=== Begin Enclosure ===

use super::*;
use idl_types::{DefinitionKind, EnumDecl, FieldDecl, SchemaFile, ServiceDecl, StructDecl, TypeExpr, TypeExprError, UnionDecl};
use indexmap::IndexMap;
use std::path::{Path, PathBuf};
use thiserror::Error;

pub type ResolveResult<T> = Result<T, ResolveError>;

/* Errors raised while turning schema documents into the resolved model */
#[derive(Debug, Error)]
pub enum ResolveError {
  /// Schema file could not be read.
  #[error("failed to read schema '{path}': {source}")]
  Io { path: PathBuf, source: std::io::Error },

  /// Schema file is not valid YAML for the document format.
  #[error("failed to parse schema '{path}': {source}")]
  Parse { path: PathBuf, source: serde_yml::Error },

  #[error("definition '{name}' is declared more than once")]
  DuplicateDefinition { name: String },

  #[error("'{owner}' declares '{name}' more than once")]
  DuplicateMember { owner: String, name: String },

  #[error("field '{owner}.{field}' has an invalid type: {source}")]
  InvalidType { owner: String, field: String, source: TypeExprError },

  #[error("field '{owner}.{field}' references unknown type '{name}'")]
  UnknownType { owner: String, field: String, name: String },

  /// Vectors and arrays may not contain vectors or arrays.
  #[error("field '{owner}.{field}' nests a vector or array inside another")]
  NestedVector { owner: String, field: String },

  #[error("field '{owner}.{field}': fixed-length arrays are only allowed in structs")]
  ArrayOutsideStruct { owner: String, field: String },

  /// Fixed structs may only hold scalars, fixed structs and arrays of those.
  #[error("struct '{owner}' contains variable-size field '{field}'")]
  VariableFieldInStruct { owner: String, field: String },

  #[error("struct '{name}' contains itself")]
  CyclicStruct { name: String },

  #[error("'{owner}' declares more than one key field")]
  MultipleKeys { owner: String },

  #[error("field '{owner}.{field}' cannot be a key: {reason}")]
  InvalidKey { owner: String, field: String, reason: &'static str },

  #[error("field '{owner}.{field}' cannot be required: only non-scalar table fields can")]
  RequiredScalar { owner: String, field: String },

  #[error("field '{owner}.{field}' cannot be optional: only scalar table fields can")]
  InvalidOptional { owner: String, field: String },

  #[error("field '{owner}.{field}' has invalid default '{value}'")]
  InvalidDefault { owner: String, field: String, value: String },

  #[error("'{owner}': explicit field ids must be given for every field (missing on '{field}')")]
  MissingId { owner: String, field: String },

  #[error("'{owner}': field id {id} is invalid or used twice")]
  InvalidSlot { owner: String, id: u16 },

  #[error("field '{owner}.{field}': nested flatbuffer must be a [ubyte] naming a table")]
  InvalidNestedFlatbuffer { owner: String, field: String },

  #[error("enum '{name}' has non-integer underlying type '{underlying}'")]
  InvalidUnderlying { name: String, underlying: String },

  #[error("enum '{name}' value '{value}' does not fit its underlying type")]
  EnumValueOutOfRange { name: String, value: String },

  #[error("union '{name}' variant '{variant}' must be a table, a struct or string")]
  InvalidUnionVariant { name: String, variant: String },

  #[error("service '{service}' call '{call}' references '{name}', which is not a table")]
  InvalidRpcMessage { service: String, call: String, name: String },

  #[error("root type '{name}' is not a table")]
  InvalidRootType { name: String },

  #[error("file identifier '{ident}' must be exactly 4 bytes")]
  InvalidFileIdentifier { ident: String },
}

#[derive(Debug, Clone, Copy, PartialEq, Eq)]
enum DefRef {
  Struct(StructId),
  Enum(EnumId),
}

enum PendingDecl {
  Enum(EnumId, EnumDecl),
  Union(EnumId, UnionDecl),
  Struct(StructId, StructDecl),
}

/* Collects schema documents, then resolves them into one immutable `Schema` */
pub struct SchemaResolver {
  schema: Schema,
  names: IndexMap<String, DefRef>,
  pending: Vec<PendingDecl>,
  services: Vec<(NamespaceId, ServiceDecl)>,
  root_type: Option<(NamespaceId, String)>,
}

impl Default for SchemaResolver {
  fn default() -> Self {
    Self::new()
  }
}
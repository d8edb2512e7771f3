pub mod context;
pub mod csharp;
pub mod options;
pub mod output;

pub use context::EmitContext;
pub use options::GeneratorOptions;
pub use output::{DirectorySink, GeneratedUnit, MemorySink, OutputSink, UnitKind};
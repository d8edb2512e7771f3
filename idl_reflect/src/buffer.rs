/* Zero-copy, bounds-checked readers over a finished buffer */

use crate::builder::{FILE_IDENTIFIER_LENGTH, SOFFSET_SIZE, UOFFSET_SIZE, VOFFSET_SIZE};
use crate::errors::{ReflectError, ReflectResult};
use crate::scalar::Scalar;

#[derive(Debug, Clone, Copy)]
pub struct Buffer<'a> {
    data: &'a [u8],
}

impl<'a> Buffer<'a> {
    pub fn new(data: &'a [u8]) -> Self {
        Buffer { data }
    }

    pub fn len(&self) -> usize {
        self.data.len()
    }

    pub fn is_empty(&self) -> bool {
        self.data.is_empty()
    }

    fn out_of_bounds(&self, offset: u64, len: u64) -> ReflectError {
        ReflectError::OutOfBounds {
            offset,
            len,
            size: self.data.len() as u64,
        }
    }

    /* `base + delta`, failing instead of wrapping */
    fn offset_by(&self, base: u64, delta: u64) -> ReflectResult<u64> {
        base.checked_add(delta).ok_or_else(|| self.out_of_bounds(base, delta))
    }

    pub fn bytes(&self, pos: u64, len: u64) -> ReflectResult<&'a [u8]> {
        let end = self.offset_by(pos, len)?;
        if end > self.data.len() as u64 {
            return Err(self.out_of_bounds(pos, len));
        }
        Ok(&self.data[pos as usize..end as usize])
    }

    pub fn read<T: Scalar>(&self, pos: u64) -> ReflectResult<T> {
        Ok(T::read_le(self.bytes(pos, T::SIZE as u64)?))
    }

    /* Follows the forward reference stored at `pos` */
    pub fn indirect(&self, pos: u64) -> ReflectResult<u64> {
        let relative: u64 = self.read(pos)?;
        self.offset_by(pos, relative)
    }

    /* Length-prefixed UTF-8 string starting at `pos` */
    pub fn string_at(&self, pos: u64) -> ReflectResult<&'a str> {
        let len: u64 = self.read(pos)?;
        let bytes = self.bytes(self.offset_by(pos, UOFFSET_SIZE as u64)?, len)?;
        std::str::from_utf8(bytes).map_err(|_| ReflectError::InvalidUtf8 { offset: pos })
    }

    pub fn vector_at(&self, pos: u64) -> ReflectResult<VectorView<'a>> {
        let len: u64 = self.read(pos)?;
        Ok(VectorView {
            buf: *self,
            start: self.offset_by(pos, UOFFSET_SIZE as u64)?,
            len,
        })
    }

    pub fn table_at(&self, pos: u64) -> TableView<'a> {
        TableView { buf: *self, pos }
    }

    pub fn root(&self) -> ReflectResult<TableView<'a>> {
        Ok(self.table_at(self.indirect(0)?))
    }

    pub fn size_prefixed_root(&self) -> ReflectResult<TableView<'a>> {
        Ok(self.table_at(self.indirect(UOFFSET_SIZE as u64)?))
    }

    pub fn has_identifier(&self, ident: &str, size_prefixed: bool) -> bool {
        let at = if size_prefixed { 2 * UOFFSET_SIZE } else { UOFFSET_SIZE } as u64;
        matches!(self.bytes(at, FILE_IDENTIFIER_LENGTH as u64), Ok(found) if found == ident.as_bytes())
    }
}

/* A table: an i64 at `pos` locates its vtable */
#[derive(Debug, Clone, Copy)]
pub struct TableView<'a> {
    pub buf: Buffer<'a>,
    pub pos: u64,
}

impl<'a> TableView<'a> {
    fn vtable(&self) -> ReflectResult<u64> {
        let soffset: i64 = self.buf.read(self.pos)?;
        i64::try_from(self.pos)
            .ok()
            .and_then(|pos| pos.checked_sub(soffset))
            .and_then(|vtable| u64::try_from(vtable).ok())
            .ok_or_else(|| self.buf.out_of_bounds(self.pos, SOFFSET_SIZE as u64))
    }

    /* Offset of the field from the table start; 0 means absent */
    pub fn field_offset(&self, voffset: u16) -> ReflectResult<u64> {
        let vtable = self.vtable()?;
        let vtable_len: u16 = self.buf.read(vtable)?;
        if voffset as usize + VOFFSET_SIZE > vtable_len as usize {
            return Ok(0);
        }
        let entry: u16 = self.buf.read(vtable + voffset as u64)?;
        Ok(entry as u64)
    }

    /* Absolute position of a present field */
    pub fn field_pos(&self, voffset: u16) -> ReflectResult<Option<u64>> {
        let offset = self.field_offset(voffset)?;
        if offset == 0 {
            return Ok(None);
        }
        self.buf.offset_by(self.pos, offset).map(Some)
    }

    pub fn get<T: Scalar>(&self, voffset: u16, default: T) -> ReflectResult<T> {
        match self.field_pos(voffset)? {
            Some(pos) => self.buf.read(pos),
            None => Ok(default),
        }
    }

    pub fn get_optional<T: Scalar>(&self, voffset: u16) -> ReflectResult<Option<T>> {
        self.field_pos(voffset)?.map(|pos| self.buf.read(pos)).transpose()
    }

    pub fn string(&self, voffset: u16) -> ReflectResult<Option<&'a str>> {
        match self.field_pos(voffset)? {
            Some(pos) => Ok(Some(self.buf.string_at(self.buf.indirect(pos)?)?)),
            None => Ok(None),
        }
    }

    pub fn vector(&self, voffset: u16) -> ReflectResult<Option<VectorView<'a>>> {
        match self.field_pos(voffset)? {
            Some(pos) => Ok(Some(self.buf.vector_at(self.buf.indirect(pos)?)?)),
            None => Ok(None),
        }
    }

    pub fn table(&self, voffset: u16) -> ReflectResult<Option<TableView<'a>>> {
        match self.field_pos(voffset)? {
            Some(pos) => Ok(Some(self.buf.table_at(self.buf.indirect(pos)?))),
            None => Ok(None),
        }
    }

    /* Inline fixed struct */
    pub fn struct_at(&self, voffset: u16) -> ReflectResult<Option<StructView<'a>>> {
        Ok(self.field_pos(voffset)?.map(|pos| StructView { buf: self.buf, pos }))
    }
}

#[derive(Debug, Clone, Copy)]
pub struct StructView<'a> {
    pub buf: Buffer<'a>,
    pub pos: u64,
}

impl<'a> StructView<'a> {
    pub fn get<T: Scalar>(&self, offset: u64) -> ReflectResult<T> {
        self.buf.read(self.buf.offset_by(self.pos, offset)?)
    }

    pub fn nested(&self, offset: u64) -> StructView<'a> {
        StructView {
            buf: self.buf,
            pos: self.pos + offset,
        }
    }

    pub fn bytes(&self, size: u64) -> ReflectResult<&'a [u8]> {
        self.buf.bytes(self.pos, size)
    }
}

#[derive(Debug, Clone, Copy)]
pub struct VectorView<'a> {
    pub buf: Buffer<'a>,
    /* First element */
    pub start: u64,
    pub len: u64,
}

impl<'a> VectorView<'a> {
    pub fn len(&self) -> u64 {
        self.len
    }

    pub fn is_empty(&self) -> bool {
        self.len == 0
    }

    fn element_pos(&self, index: u64, elem_size: u64) -> ReflectResult<u64> {
        let relative = index.checked_mul(elem_size);
        let pos = relative.and_then(|relative| self.start.checked_add(relative));
        match pos {
            Some(pos) if index < self.len => Ok(pos),
            _ => Err(self.buf.out_of_bounds(self.start, elem_size)),
        }
    }

    pub fn get<T: Scalar>(&self, index: u64) -> ReflectResult<T> {
        self.buf.read(self.element_pos(index, T::SIZE as u64)?)
    }

    pub fn table(&self, index: u64) -> ReflectResult<TableView<'a>> {
        let pos = self.element_pos(index, UOFFSET_SIZE as u64)?;
        Ok(self.buf.table_at(self.buf.indirect(pos)?))
    }

    pub fn string(&self, index: u64) -> ReflectResult<&'a str> {
        let pos = self.element_pos(index, UOFFSET_SIZE as u64)?;
        self.buf.string_at(self.buf.indirect(pos)?)
    }

    /* Target of the reference stored at `index` */
    pub fn indirect(&self, index: u64) -> ReflectResult<u64> {
        let pos = self.element_pos(index, UOFFSET_SIZE as u64)?;
        self.buf.indirect(pos)
    }

    pub fn struct_at(&self, index: u64, size: u64) -> ReflectResult<StructView<'a>> {
        Ok(StructView {
            buf: self.buf,
            pos: self.element_pos(index, size)?,
        })
    }
}

#[cfg(test)]
mod tests {
    use super::*;
    use crate::builder::{voffset, BufferBuilder};

    #[test]
    fn test_reads_fields_written_by_builder() {
        let mut builder = BufferBuilder::new();
        let name = builder.create_string("orc").unwrap();
        let inventory = builder.create_vector(&[1u8, 2, 3]).unwrap();
        builder.start_table(4).unwrap();
        builder.add_offset(1, name).unwrap();
        builder.add_offset(2, inventory).unwrap();
        builder.add_scalar::<i16>(0, 300, Some(100)).unwrap();
        let root = builder.end_table().unwrap();
        builder.finish(root, Some("MONS"), false).unwrap();

        let buf = Buffer::new(builder.finished_data().unwrap());
        assert!(buf.has_identifier("MONS", false));
        let table = buf.root().unwrap();
        assert_eq!(table.get::<i16>(voffset(0), 100).unwrap(), 300);
        assert_eq!(table.string(voffset(1)).unwrap(), Some("orc"));
        let inv = table.vector(voffset(2)).unwrap().unwrap();
        assert_eq!(inv.len(), 3);
        assert_eq!(inv.get::<u8>(2).unwrap(), 3);
        assert!(inv.get::<u8>(3).is_err());
        assert_eq!(table.get::<i32>(voffset(3), -1).unwrap(), -1);
        assert_eq!(table.get_optional::<i32>(voffset(3)).unwrap(), None);
    }

    #[test]
    fn test_size_prefixed_root() {
        let mut builder = BufferBuilder::new();
        builder.start_table(1).unwrap();
        builder.add_scalar::<u32>(0, 5, None).unwrap();
        let root = builder.end_table().unwrap();
        builder.finish(root, None, true).unwrap();

        let data = builder.finished_data().unwrap();
        let buf = Buffer::new(data);
        assert_eq!(buf.read::<u64>(0).unwrap(), data.len() as u64 - 8);
        assert_eq!(buf.size_prefixed_root().unwrap().get::<u32>(voffset(0), 0).unwrap(), 5);
    }

    #[test]
    fn test_huge_vector_index_is_out_of_bounds() {
        let mut data = u64::MAX.to_le_bytes().to_vec();
        data.extend_from_slice(&[0; 8]);
        let vector = Buffer::new(&data).vector_at(0).unwrap();
        assert!(matches!(vector.get::<u64>(u64::MAX / 2), Err(ReflectError::OutOfBounds { .. })));
        assert!(matches!(vector.table(u64::MAX - 1), Err(ReflectError::OutOfBounds { .. })));
    }

    #[test]
    fn test_overflowing_soffset_is_out_of_bounds() {
        let mut data = vec![0u8; 8];
        data.extend_from_slice(&i64::MIN.to_le_bytes());
        let table = Buffer::new(&data).table_at(8);
        assert!(matches!(table.field_offset(voffset(0)), Err(ReflectError::OutOfBounds { .. })));
    }

    #[test]
    fn test_truncated_buffer_is_an_error() {
        let buf = Buffer::new(&[16, 0, 0]);
        assert!(matches!(buf.root(), Err(ReflectError::OutOfBounds { .. })));
    }
}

=== End Enclosure ===

Count the lines of the listing above in which the word "once" appears; state only the count.

2